The market has been asking for EDW's to deal with more and more real-time based data.  IT on the other hand has become "slower and less agile" as their current system of federated data marts gets larger and larger.  In this entry we will deal with some of the issues, some of the questions, and of course offer an opinion into the insight of dealing with true real-time data sets arriving at the doorstep of the EDW.

First, what exactly is real-time data?

Well, when we put it that way, there is no such thing.  It's always near-real-time to be honest.  If it were true real-time, we'd have the data the instant it is created.

So what is near-real-time data as opposed to batch data?

In my book, near-real-time data or streaming, or semi-streaming data is anything that arrives at intervals less than 5 seconds.   Even at a constant every 5 seconds, I would have to say mini-batch might take place.  Quite honestly, there needs to be a continual flow of transactions and in some of the systems I've dealt with, the transaction rates are usually millisecond based, and sub-millisecond based.  In any event, near-real-time means (to me) that data arrival is too fast to do anything with (like apply business rules and cleansing) and that if you did apply these things, you end up with a backed up pipe on inflow.

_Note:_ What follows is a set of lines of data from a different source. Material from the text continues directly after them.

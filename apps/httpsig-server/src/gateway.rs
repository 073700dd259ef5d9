//! Gateway service that authenticates every request with HTTP Signatures.
//!
//! Health-check endpoints (`/_health`, `/health`) are answered directly. Any
//! other request is run through a fresh login module against the current
//! configuration snapshot: on success the response names the authenticated
//! user, otherwise it is a `401` carrying the challenge. The failure kind is
//! logged but never returned to the client.

use std::convert::Infallible;
use std::future::{Ready, ready};
use std::sync::Arc;

use bytes::Bytes;
use http::header::{CONTENT_TYPE, WWW_AUTHENTICATE};
use http::{HeaderValue, StatusCode};
use http_body_util::Full;
use hyper::body::Incoming;
use hyper::service::Service;
use httpsig_login::{HttpsigConfiguration, Subject};
use tracing::{debug, info, warn};

/// Response body type.
pub type GatewayBody = Full<Bytes>;

const REQUEST_ID: &str = "x-request-id";

/// Authenticating gateway over a shared configuration.
#[derive(Debug, Clone)]
pub struct GatewayService {
    configuration: Arc<HttpsigConfiguration>,
}

impl GatewayService {
    /// Create a gateway reading from `configuration` on every request.
    pub fn new(configuration: Arc<HttpsigConfiguration>) -> Self {
        Self { configuration }
    }

    /// Handle one request. The body is ignored.
    pub fn handle<B>(&self, req: http::Request<B>) -> http::Response<GatewayBody> {
        let request_id = uuid::Uuid::new_v4().to_string();
        let snapshot = self.configuration.snapshot();

        if is_health_check(req.method(), req.uri().path()) {
            let body = serde_json::json!({
                "status": "running",
                "keys": snapshot.verifier().keychain().len(),
            });
            return json_response(StatusCode::OK, &body, &request_id);
        }

        let (parts, _body) = req.into_parts();
        let mut module = snapshot.login_module();
        let credentials = match snapshot.credentials_from_parts(&parts) {
            Ok(credentials) => Some(credentials),
            Err(e) => {
                debug!(request_id = %request_id, error = %e, "no usable HTTP signature credentials");
                None
            }
        };

        let mut subject = Subject::new();
        let authenticated = module.login(credentials).unwrap_or(false) && module.commit(&mut subject);
        match subject.auth_info() {
            Some(auth_info) if authenticated => {
                info!(
                    request_id = %request_id,
                    method = %parts.method,
                    path = %parts.uri.path(),
                    user = %auth_info.user_id(),
                    "request authenticated"
                );
                let body = serde_json::json!({ "user": auth_info.user_id() });
                json_response(StatusCode::OK, &body, &request_id)
            }
            _ => {
                debug!(request_id = %request_id, state = ?module.state(), "request rejected");
                let mut resp = json_response(
                    StatusCode::UNAUTHORIZED,
                    &serde_json::json!({ "error": "authentication failed" }),
                    &request_id,
                );
                match HeaderValue::from_str(&snapshot.challenge().to_header_value()) {
                    Ok(value) => {
                        resp.headers_mut().insert(WWW_AUTHENTICATE, value);
                    }
                    Err(e) => warn!(error = %e, "challenge is not a valid header value"),
                }
                resp
            }
        }
    }
}

impl Service<http::Request<Incoming>> for GatewayService {
    type Response = http::Response<GatewayBody>;
    type Error = Infallible;
    type Future = Ready<Result<Self::Response, Self::Error>>;

    fn call(&self, req: http::Request<Incoming>) -> Self::Future {
        ready(Ok(self.handle(req)))
    }
}

/// Check if the request is a health check probe.
fn is_health_check(method: &http::Method, path: &str) -> bool {
    *method == http::Method::GET && (path == "/_health" || path == "/health")
}

fn json_response(status: StatusCode, body: &serde_json::Value, request_id: &str) -> http::Response<GatewayBody> {
    let mut resp = http::Response::new(Full::new(Bytes::from(body.to_string())));
    *resp.status_mut() = status;
    resp.headers_mut()
        .insert(CONTENT_TYPE, HeaderValue::from_static("application/json"));
    if let Ok(value) = HeaderValue::from_str(request_id) {
        resp.headers_mut().insert(REQUEST_ID, value);
    }
    resp
}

Now, every thing else becomes mini-batch, burst-rate-batch, or large batch based systems.

How does this affect me?

Well, it affects your traditional batch loads really.  Particularly if you "put your business rules upstream" of the data warehouse.  By having business rules (quality, cleansing, data alteration, etc...) upstream of the warehouse you are immediately introducing a processing bottleneck and "disabling" your system from the ability to have near-real-time feeds (as I've defined them).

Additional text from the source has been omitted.